以下是一个使用R语言的示例代码,演示了如何使用arima函数和diff函数来得到不同的ARIMA模型系数:
# 创建一个时间序列p
p <- c(1, 2, 3, 4, 5, 6, 7, 8, 9, 10)
# 使用arima函数拟合ARIMA模型
model1 <- arima(p, order=c(2,1,2))
model1$coef
# 使用diff函数对p进行差分
diff_p <- diff(p)
# 使用arima函数拟合差分后的ARIMA模型
model2 <- arima(diff_p, order=c(2,0,2))
model2$coef
在上面的代码中,我们首先创建了一个时间序列p。然后,使用arima函数拟合ARIMA模型,并指定了p的差分阶数为1(order=c(2,1,2))。我们可以通过model1$coef来获取ARIMA模型的系数。

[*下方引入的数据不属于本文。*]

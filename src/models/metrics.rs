//! Regression scoring metrics

use ndarray::Array1;

/// Coefficient of determination.
///
/// Returns 0.0 for a zero-variance target, matching the convention that a
/// constant predictor explains nothing.
pub fn r2_score(y_true: &Array1<f64>, y_pred: &Array1<f64>) -> f64 {
    let n = y_true.len() as f64;
    if n == 0.0 {
        return 0.0;
    }

    let y_mean = y_true.sum() / n;
    let ss_res: f64 = y_true
        .iter()
        .zip(y_pred.iter())
        .map(|(t, p)| (t - p).powi(2))
        .sum();
    let ss_tot: f64 = y_true.iter().map(|y| (y - y_mean).powi(2)).sum();

    if ss_tot > 0.0 {
        1.0 - ss_res / ss_tot
    } else {
        0.0
    }
}

/// Mean squared error.
pub fn mse(y_true: &Array1<f64>, y_pred: &Array1<f64>) -> f64 {
    let n = y_true.len() as f64;
    if n == 0.0 {
        return 0.0;
    }
    y_true
        .iter()
        .zip(y_pred.iter())
        .map(|(t, p)| (t - p).powi(2))
        .sum::<f64>()
        / n
}

/// Mean absolute error.
pub fn mae(y_true: &Array1<f64>, y_pred: &Array1<f64>) -> f64 {
    let n = y_true.len() as f64;
    if n == 0.0 {
        return 0.0;
    }
    y_true
        .iter()
        .zip(y_pred.iter())
        .map(|(t, p)| (t - p).abs())
        .sum::<f64>()
        / n
}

接下来,我们使用diff函数对p进行一阶差分,得到差分后的时间序列diff_p。然后,使用arima函数拟合差分后的ARIMA模型,并指定了差分后的时间序列的差分阶数为0(order=c(2,0,2))。同样地,我们可以通过model2$coef来获取差分后的ARIMA模型的系数。
由于p和diff_p是不同的时间序列,它们的差分性质不同,因此得到的ARIMA模型的系数也会不同。